Our nameless character eventually meets Tyler Durden, an eccentric bohemian. The two encounter each other by chance at various times, leading to a conversation at a bar one night. As the two leave the bar, Tyler throws out an idea for an experiment: he tells his nameless, condo-dwelling pal to hit him as hard as he can.
The request is met; then the two fight. They fight like wild animals, throwing punches to the ribs and roundhouses to the head. They fight until blood flows freely and their hands fall limp at their sides.
And it feels great.
Suddenly, all the support groups mean nothing, their effects completely muted by the rush of fighting. The new, two-person therapy group grows and transforms into a nationwide organization.
While most people I know are repulsed by the idea of watching two people tear each other apart, fighting as a means of therapy makes sense to me. Punching someone for no reason feels so utterly ridiculous, but at the same time it feels poetic, completely appropriate from a literary perspective.
I believe that there are two reasons why these guys fight.
First, fighting is instinctual. Going back to our ancestral roots, the ability to defend oneself on a physical level was of utmost importance; any person lacking the ability to fight had trouble surviving in the hostile environment of early humanity. Today, we suppress that instinct. At best we channel it in things like sports or gym workouts.
Society at large sees fighting as a truly negative thing, if not a criminal act (which is reasonable).
We try our best to avoid things like armed robberies or warfare because, by and large, they have highly negative impacts.
But I don’t think that a person-to-person fistfight is negative on the whole.
I have yet to experience a real fight myself, but from my limited experience in physical altercations I can make certain guesses as to what it feels like.
Namely, a fight shows a true person. The inner soul is bared, all pretense stripped away by adrenaline and instinct. In a fight, we see whether or not a person has the ability to take a hit with pride or has the guts to strike another person. Or, more importantly, has the self-control to show mercy.

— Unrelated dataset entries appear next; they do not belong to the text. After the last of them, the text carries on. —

pub mod card;
pub mod comment;
pub mod config;
pub mod id;
pub mod project;
pub mod report;
pub mod task;
pub mod user;

pub use card::*;
pub use comment::*;
pub use config::*;
pub use id::*;
pub use project::*;
pub use report::*;
pub use task::*;
pub use user::*;
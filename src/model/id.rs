use std::fmt;
use std::hash::{Hash, Hasher};

use serde::{Deserialize, Deserializer, Serialize, Serializer};

/// Identifier shape on the wire. Servers hand out either integers or strings.
#[derive(Deserialize)]
#[serde(untagged)]
enum RawId {
    Number(i64),
    Text(String),
}

macro_rules! opaque_id {
    ($(#[$meta:meta])* $name:ident) => {
        $(#[$meta])*
        ///
        /// Equality and hashing look only at the textual form; whether the
        /// server sent a number or a string is remembered so the id goes back
        /// out the way it came in.
        #[derive(Debug, Clone)]
        pub struct $name {
            raw: String,
            numeric: bool,
        }

        impl $name {
            /// Build an id from user input. All-digit input is treated as a
            /// numeric id.
            pub fn parse(raw: &str) -> Self {
                let raw = raw.trim();
                $name {
                    raw: raw.to_string(),
                    numeric: !raw.is_empty() && raw.parse::<i64>().is_ok(),
                }
            }

            pub fn as_str(&self) -> &str {
                &self.raw
            }
        }

        impl PartialEq for $name {
            fn eq(&self, other: &Self) -> bool {
                self.raw == other.raw
            }
        }

        impl Eq for $name {}

        impl Hash for $name {
            fn hash<H: Hasher>(&self, state: &mut H) {
                self.raw.hash(state);
            }
        }

        impl fmt::Display for $name {
            fn fmt(&self, f: &mut fmt::Formatter<'_>) -> fmt::Result {
                f.write_str(&self.raw)
            }
        }

        impl From<&str> for $name {
            fn from(raw: &str) -> Self {
                $name::parse(raw)
            }
        }

        impl From<i64> for $name {
            fn from(n: i64) -> Self {
                $name {
                    raw: n.to_string(),
                    numeric: true,
                }
            }
        }

        impl Serialize for $name {
            fn serialize<S: Serializer>(&self, serializer: S) -> Result<S::Ok, S::Error> {
                match self.raw.parse::<i64>() {
                    Ok(n) if self.numeric => serializer.serialize_i64(n),
                    _ => serializer.serialize_str(&self.raw),
                }
            }
        }

        impl<'de> Deserialize<'de> for $name {
            fn deserialize<D: Deserializer<'de>>(deserializer: D) -> Result<Self, D::Error> {
                Ok(match RawId::deserialize(deserializer)? {
                    RawId::Number(n) => $name::from(n),
                    RawId::Text(raw) => $name { raw, numeric: false },
                })
            }
        }
    };
}

opaque_id!(
    /// Server-assigned project identifier.
    ProjectId
);
opaque_id!(
    /// Server-assigned task identifier.
    TaskId
);
opaque_id!(
    /// Server-assigned card identifier.
    CardId
);
opaque_id!(
    /// Server-assigned user identifier.
    UserId
);
opaque_id!(
    /// Server-assigned comment identifier.
    CommentId
);
pub mod membership;
pub mod reorder;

Once we’ve been thrown into our basest state, this instinctual craze, we can define ourselves quite easily.
If only on a theoretical level, a fight shows who a person is. Yet, fighting is taboo in our culture. As our nameless friend notes in the film, “most people will do anything they can to avoid a fight.”
But it’s important for us to define ourselves, so we do it in other ways. As students at the College of William & Mary, we define ourselves based on our ability to gain admittance to a relatively selective school. We define ourselves by our majors, our activities and our grades and then one day we’ll define ourselves by our jobs, the homes we live in and the money we make.
"Fight Club" isn’t about fighting; it’s about identity. And how relevant that is today! Think of the times when we define ourselves as the things we are on the surface, hiding a completely different self underneath it all.
The characters in "Fight Club" have an interesting remedy for their self-denial: they incinerate all their worldly belongings and move into an abandoned house.
While that’s not an entirely practical solution, we can free ourselves by worrying about what really matters in life. Importance is completely relative, but in my experience the truly important things in life are usually evident.
Life is difficult when we want ourselves to be something else or when we look in the mirror and see something we don’t want to be. A part of me thinks that it would be better to just cut loose every now and again and went at each other. Maybe then we’d be comfortable with ourselves.
So, come on: hit me as hard as you can.
Max Cunningham is a staff columnist for The DSJ. His views do not necessarily represent those of the entire staff.